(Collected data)

┌──

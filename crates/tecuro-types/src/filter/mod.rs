pub mod sort;
pub mod state;

pub use sort::*;
pub use state::*;
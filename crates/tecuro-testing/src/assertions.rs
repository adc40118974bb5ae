//! Assertions over `--format json` output, which wraps every result in
//! a `content` object.

use anyhow::{Context, Result};
use serde_json::Value;

/// Suit ids of the `groups` array, in order.
pub fn group_ids(json: &Value) -> Result<Vec<String>> {
    let groups = json["content"]["groups"]
        .as_array()
        .context("Expected 'content.groups' array in JSON")?;

    groups
        .iter()
        .enumerate()
        .map(|(i, group)| {
            group["suitId"]
                .as_str()
                .map(str::to_string)
                .with_context(|| format!("Group {} missing suitId", i))
        })
        .collect()
}

/// Item names of the group with `suit_id`, in order.
pub fn item_names(json: &Value, suit_id: &str) -> Result<Vec<String>> {
    let groups = json["content"]["groups"]
        .as_array()
        .context("Expected 'content.groups' array in JSON")?;
    let group = groups
        .iter()
        .find(|group| group["suitId"] == suit_id)
        .with_context(|| format!("No group for suit {}", suit_id))?;
    let items = group["items"]
        .as_array()
        .with_context(|| format!("Group {} missing items", suit_id))?;

    Ok(items
        .iter()
        .filter_map(|item| item["name"].as_str().map(str::to_string))
        .collect())
}

pub fn assert_group_ids(json: &Value, expected: &[&str]) -> Result<()> {
    let actual = group_ids(json)?;
    if actual != expected {
        anyhow::bail!("Expected groups {:?}, got {:?}", expected, actual);
    }
    Ok(())
}

pub fn assert_item_count(json: &Value, expected: usize) -> Result<()> {
    let groups = json["content"]["groups"]
        .as_array()
        .context("Expected 'content.groups' array in JSON")?;
    let count: usize = groups
        .iter()
        .map(|group| group["items"].as_array().map_or(0, Vec::len))
        .sum();

    if count != expected {
        anyhow::bail!("Expected {} items, got {}", expected, count);
    }
    Ok(())
}
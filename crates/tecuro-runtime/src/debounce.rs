use std::future::Future;
use std::time::Duration;

use tokio::task::JoinHandle;

/// Runs a task once its input has been quiet for `delay`.
///
/// Each [`Debouncer::call`] aborts whatever is still pending, so a burst of
/// calls runs only the last task. Must be used inside a tokio runtime.
#[derive(Debug)]
pub struct Debouncer {
    delay: Duration,
    pending: Option<JoinHandle<()>>,
}

impl Debouncer {
    pub fn new(delay: Duration) -> Self {
        Self {
            delay,
            pending: None,
        }
    }

    pub fn delay(&self) -> Duration {
        self.delay
    }

    pub fn call<F>(&mut self, task: F)
    where
        F: Future<Output = ()> + Send + 'static,
    {
        self.cancel();
        let delay = self.delay;
        self.pending = Some(tokio::spawn(async move {
            tokio::time::sleep(delay).await;
            task.await;
        }));
    }

    pub fn cancel(&mut self) {
        if let Some(handle) = self.pending.take() {
            handle.abort();
        }
    }

    pub fn is_pending(&self) -> bool {
        self.pending.as_ref().is_some_and(|handle| !handle.is_finished())
    }
}

impl Drop for Debouncer {
    fn drop(&mut self) {
        self.cancel();
    }
}
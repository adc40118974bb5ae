use std::cmp::Ordering;

use tecuro_types::{CatalogItem, SortKey, SortOrder};

/// Sort the filtered list in place according to `key`.
///
/// The sort is stable; keys without an ordering leave the list untouched.
pub fn sort_items(items: &mut [&CatalogItem], key: &SortKey) {
    if let Some(SortOrder::ByName) = key.ordering() {
        items.sort_by(|a, b| locale_cmp(&a.name, &b.name));
    }
}

/// Locale-aware string comparison for display names.
///
/// Three levels, like a collator: base letters (case and common Latin
/// accents folded), then accents, then case with lowercase first.
pub fn locale_cmp(a: &str, b: &str) -> Ordering {
    base_letters(a)
        .cmp(base_letters(b))
        .then_with(|| a.to_lowercase().cmp(&b.to_lowercase()))
        .then_with(|| b.cmp(a))
}

fn base_letters(s: &str) -> impl Iterator<Item = char> + '_ {
    s.chars().flat_map(char::to_lowercase).map(fold_accent)
}

fn fold_accent(c: char) -> char {
    match c {
        'à' | 'á' | 'â' | 'ã' | 'ä' | 'å' | 'ā' | 'ă' | 'ą' => 'a',
        'ç' | 'ć' | 'č' => 'c',
        'ď' => 'd',
        'è' | 'é' | 'ê' | 'ë' | 'ē' | 'ė' | 'ę' | 'ě' => 'e',
        'ğ' => 'g',
        'ì' | 'í' | 'î' | 'ï' | 'ī' | 'į' => 'i',
        'ł' => 'l',
        'ñ' | 'ń' | 'ň' => 'n',
        'ò' | 'ó' | 'ô' | 'õ' | 'ö' | 'ø' | 'ō' | 'ő' => 'o',
        'ř' => 'r',
        'ś' | 'š' | 'ş' => 's',
        'ť' | 'ţ' => 't',
        'ù' | 'ú' | 'û' | 'ü' | 'ū' | 'ů' | 'ű' => 'u',
        'ý' | 'ÿ' => 'y',
        'ź' | 'ż' | 'ž' => 'z',
        other => other,
    }
}

#[cfg(test)]
mod tests {
    use super::*;

    fn names(items: &[&CatalogItem]) -> Vec<String> {
        items.iter().map(|i| i.name.clone()).collect()
    }

    #[test]
    fn test_locale_cmp_ignores_case_first() {
        assert_eq!(locale_cmp("apple", "Banana"), Ordering::Less);
        assert_eq!(locale_cmp("Zinc", "aloe"), Ordering::Greater);
    }

    #[test]
    fn test_locale_cmp_lowercase_before_uppercase() {
        assert_eq!(locale_cmp("a", "A"), Ordering::Less);
        assert_eq!(locale_cmp("A", "A"), Ordering::Equal);
    }

    #[test]
    fn test_locale_cmp_folds_accents() {
        assert_eq!(locale_cmp("Éclat", "Fern"), Ordering::Less);
        assert_eq!(locale_cmp("eclat", "éclat"), Ordering::Less);
    }

    #[test]
    fn test_alpha_and_pop_sort_by_name() {
        let items = [
            CatalogItem::new("cleanser"),
            CatalogItem::new("Balm"),
            CatalogItem::new("Amber Oil"),
        ];

        for key in [SortKey::Alphabetical, SortKey::Popularity] {
            let mut refs: Vec<&CatalogItem> = items.iter().collect();
            sort_items(&mut refs, &key);
            assert_eq!(names(&refs), vec!["Amber Oil", "Balm", "cleanser"]);
        }
    }

    #[test]
    fn test_unknown_key_keeps_catalog_order() {
        let items = [CatalogItem::new("Z"), CatalogItem::new("A")];
        let mut refs: Vec<&CatalogItem> = items.iter().collect();

        sort_items(&mut refs, &SortKey::parse("newest"));

        assert_eq!(names(&refs), vec!["Z", "A"]);
    }
}
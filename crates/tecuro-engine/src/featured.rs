/// Number of cards in a landing-page block when no limit is given
pub const DEFAULT_FEATURED_LIMIT: usize = 3;

/// Leading slice of `items` for a featured block.
///
/// A missing or zero limit falls back to [`DEFAULT_FEATURED_LIMIT`].
pub fn featured<T>(items: &[T], limit: Option<usize>) -> &[T] {
    let limit = match limit {
        Some(0) | None => DEFAULT_FEATURED_LIMIT,
        Some(n) => n,
    };
    &items[..limit.min(items.len())]
}

#[cfg(test)]
mod tests {
    use super::*;

    #[test]
    fn test_default_limit() {
        let items = [1, 2, 3, 4, 5];
        assert_eq!(featured(&items, None), &[1, 2, 3]);
        assert_eq!(featured(&items, Some(0)), &[1, 2, 3]);
    }

    #[test]
    fn test_limit_larger_than_catalog() {
        let items = ["a", "b"];
        assert_eq!(featured(&items, Some(10)), &["a", "b"]);
        assert!(featured::<u8>(&[], Some(2)).is_empty());
    }
}
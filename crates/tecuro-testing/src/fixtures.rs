//! Sample data shared by the integration tests.
//!
//! Suit `calm` has metadata with a banner, `glow` has metadata without one,
//! and `travel` has none at all. `Night Oil` carries no suit and lands in the
//! default group.

use tecuro_types::{CatalogItem, Ingredient, SuitId, SuitMeta};

pub fn sample_products() -> Vec<CatalogItem> {
    vec![
        CatalogItem::new("Barrier Balm")
            .with_suit("calm")
            .with_concerns(["dryness", "redness"])
            .with_trait("fragranceFree", true)
            .with_trait("alcoholFree", true),
        CatalogItem::new("Clarifying Gel")
            .with_suit("glow")
            .with_concerns(["acne"])
            .with_trait("fragranceFree", true)
            .with_trait("alcoholFree", false),
        CatalogItem::new("azure Mist")
            .with_suit("calm")
            .with_concerns(["redness"])
            .with_trait("alcoholFree", true),
        CatalogItem::new("Night Oil").with_concerns(["dryness"]),
        CatalogItem::new("Travel Cleanser")
            .with_suit("travel")
            .with_concerns(["acne", "dryness"])
            .with_trait("syntheticPreservativeFree", true),
    ]
}

pub fn sample_suits() -> Vec<SuitMeta> {
    vec![
        SuitMeta {
            id: SuitId::from("calm"),
            name: "Calm Suit".to_string(),
            banner_image: "/img/calm.jpg".to_string(),
            description: Some("Soothing care for reactive skin.".to_string()),
        },
        SuitMeta {
            id: SuitId::from("glow"),
            name: "Glow Suit".to_string(),
            banner_image: String::new(),
            description: None,
        },
    ]
}

pub fn sample_ingredients() -> Vec<Ingredient> {
    vec![
        Ingredient::new("Retinol")
            .with_aliases(["Vitamin A"])
            .with_tags(["anti-aging"])
            .with_description("Encourages cell turnover."),
        Ingredient::new("Niacinamide")
            .with_aliases(["Vitamin B3"])
            .with_tags(["brightening"]),
        Ingredient::new("Squalane").with_tags(["hydration"]),
        Ingredient::new("Hyaluronic Acid").with_tags(["hydration"]),
    ]
}
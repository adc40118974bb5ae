pub mod browse;
pub mod catalog;
pub mod config;
pub mod controls;
pub mod debounce;
pub mod error;
pub mod glossary;
pub mod landing;
pub mod newsletter;
pub mod render;
pub mod source;
pub mod store;

pub use browse::BrowsePage;
pub use catalog::{Catalog, INGREDIENTS_RESOURCE, PRODUCTS_RESOURCE, SUITS_RESOURCE};
pub use config::{Config, resolve_config_path};
pub use controls::{Checkbox, CheckboxGroup, Controls, SortSelect};
pub use debounce::Debouncer;
pub use error::{Error, Result};
pub use glossary::GlossaryPage;
pub use newsletter::{FormMessage, NewsletterForm};
pub use render::{CardRenderer, Container, IconPass, MarkupCards, NoIcons, RenderDispatcher};
pub use source::{DataSource, FsSource, HttpSource, JsonSource};
pub use store::StateStore;
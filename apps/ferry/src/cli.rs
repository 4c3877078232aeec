use std::net::{IpAddr, SocketAddr};
use std::path::PathBuf;
use std::time::Duration;

use anyhow::Context;
use clap::{Args, Parser, Subcommand};
use ferry_client::UploadConfig;
use ferry_protocol::DEFAULT_MAX_PAYLOAD;
use ferry_server::ServerConfig;

use crate::config::{ClientSection, ServerSection};

#[derive(Debug, Parser)]
#[command(
    name = "ferry",
    version,
    about = "Resumable single-file uploads over TCP"
)]
pub struct Cli {
    /// Configuration file (defaults to ~/.config/ferry/ferry.toml when present)
    #[arg(long, global = true)]
    pub config: Option<PathBuf>,

    #[command(subcommand)]
    pub command: Command,
}

#[derive(Debug, Subcommand)]
pub enum Command {
    /// Receive uploads into <root>/<client_id>/<file_name>
    Serve(ServeArgs),
    /// Upload one file, resuming across dropped connections
    Send(SendArgs),
}

#[derive(Debug, Args)]
pub struct ServeArgs {
    /// TCP port to listen on
    #[arg(long)]
    pub port: Option<u16>,

    /// Address to bind
    #[arg(long)]
    pub bind: Option<IpAddr>,

    /// Directory receiving uploads
    #[arg(long)]
    pub root: Option<PathBuf>,

    /// Refuse concurrent connections writing the same destination
    #[arg(long)]
    pub exclusive_paths: bool,

    /// Largest accepted DATA payload in bytes
    #[arg(long)]
    pub max_payload: Option<usize>,
}

#[derive(Debug, Args)]
pub struct SendArgs {
    /// Server host name or IP address
    pub server: String,

    pub port: u16,

    /// Client identity; `-` uses the configured one
    pub client_id: String,

    /// File to upload; its base name is used on the server
    pub file_path: PathBuf,

    /// Bytes per DATA message
    #[arg(long)]
    pub chunk_size: Option<usize>,

    /// Consecutive failed attempts before giving up (default: never)
    #[arg(long)]
    pub max_attempts: Option<u32>,

    /// Delay between reconnect attempts
    #[arg(long)]
    pub retry_delay_ms: Option<u64>,

    /// Hide the progress bar
    #[arg(short, long)]
    pub quiet: bool,
}

impl ServeArgs {
    /// Merges flags over the `[server]` table.
    pub fn resolve(&self, file: &ServerSection) -> anyhow::Result<ServerConfig> {
        let ip = match self.bind {
            Some(ip) => ip,
            None => file
                .bind
                .parse()
                .with_context(|| format!("invalid bind address {:?}", file.bind))?,
        };
        let max_payload = self.max_payload.unwrap_or(file.max_payload);
        anyhow::ensure!(max_payload > 0, "max payload must be positive");

        Ok(ServerConfig {
            bind: SocketAddr::new(ip, self.port.unwrap_or(file.port)),
            root: self.root.clone().unwrap_or_else(|| file.root.clone()),
            exclusive_paths: self.exclusive_paths || file.exclusive_paths,
            max_payload,
        })
    }
}

impl SendArgs {
    /// Merges flags over the `[client]` table.
    pub fn resolve(&self, file: &ClientSection) -> anyhow::Result<UploadConfig> {
        let client_id = if self.client_id == "-" {
            file.client_id.clone()
        } else {
            self.client_id.clone()
        };
        let chunk_size = self.chunk_size.unwrap_or(file.chunk_size);
        anyhow::ensure!(
            (1..=DEFAULT_MAX_PAYLOAD).contains(&chunk_size),
            "chunk size must be between 1 and {DEFAULT_MAX_PAYLOAD} bytes"
        );

        let mut retry = file.retry_policy();
        if let Some(ms) = self.retry_delay_ms {
            let delay = Duration::from_millis(ms);
            retry.initial_delay = delay;
            retry.max_delay = retry.max_delay.max(delay);
        }
        if self.max_attempts.is_some() {
            retry.max_attempts = self.max_attempts;
        }

        Ok(UploadConfig {
            client_id,
            file_path: self.file_path.clone(),
            chunk_size,
            retry,
        })
    }
}
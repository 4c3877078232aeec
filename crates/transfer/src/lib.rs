//! File-side half of a resumable upload: chunked reads on the sender and
//! append-only, flush-before-acknowledge storage on the receiver.

mod chunked;
mod destination;
mod progress;
mod types;
mod validation;

pub use chunked::ChunkReader;
pub use destination::DestinationFile;
pub use progress::SpeedCalculator;
pub use types::{Chunk, TransferIdentity};
pub use validation::validate_identity_component;

/// Errors produced by the transfer crate.
#[derive(Debug, thiserror::Error)]
pub enum TransferError {
    #[error("I/O error: {0}")]
    Io(#[from] std::io::Error),

    #[error("invalid transfer identity: {0}")]
    InvalidIdentity(String),

    /// The source file no longer holds the bytes it had when the upload began.
    #[error("source file changed: expected {expected} bytes at offset {offset}, read {actual}")]
    SourceChanged {
        offset: u64,
        expected: usize,
        actual: usize,
    },
}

└──

# AIM OF THE TASK
Copy out only the lines running from the beginning of the data to the line with "if actual != expected", both ends included.

# SOLUTION
filename crates/tecuro-types/src/filter/mod.rs
pub mod sort;
pub mod state;

pub use sort::*;
pub use state::*;
filename crates/tecuro-testing/src/assertions.rs
repository adc40118974bb5ae
//! Assertions over `--format json` output, which wraps every result in
//! a `content` object.

use anyhow::{Context, Result};
use serde_json::Value;

/// Suit ids of the `groups` array, in order.
pub fn group_ids(json: &Value) -> Result<Vec<String>> {
    let groups = json["content"]["groups"]
        .as_array()
        .context("Expected 'content.groups' array in JSON")?;

    groups
        .iter()
        .enumerate()
        .map(|(i, group)| {
            group["suitId"]
                .as_str()
                .map(str::to_string)
                .with_context(|| format!("Group {} missing suitId", i))
        })
        .collect()
}

/// Item names of the group with `suit_id`, in order.
pub fn item_names(json: &Value, suit_id: &str) -> Result<Vec<String>> {
    let groups = json["content"]["groups"]
        .as_array()
        .context("Expected 'content.groups' array in JSON")?;
    let group = groups
        .iter()
        .find(|group| group["suitId"] == suit_id)
        .with_context(|| format!("No group for suit {}", suit_id))?;
    let items = group["items"]
        .as_array()
        .with_context(|| format!("Group {} missing items", suit_id))?;

    Ok(items
        .iter()
        .filter_map(|item| item["name"].as_str().map(str::to_string))
        .collect())
}

pub fn assert_group_ids(json: &Value, expected: &[&str]) -> Result<()> {
    let actual = group_ids(json)?;
    if actual != expected {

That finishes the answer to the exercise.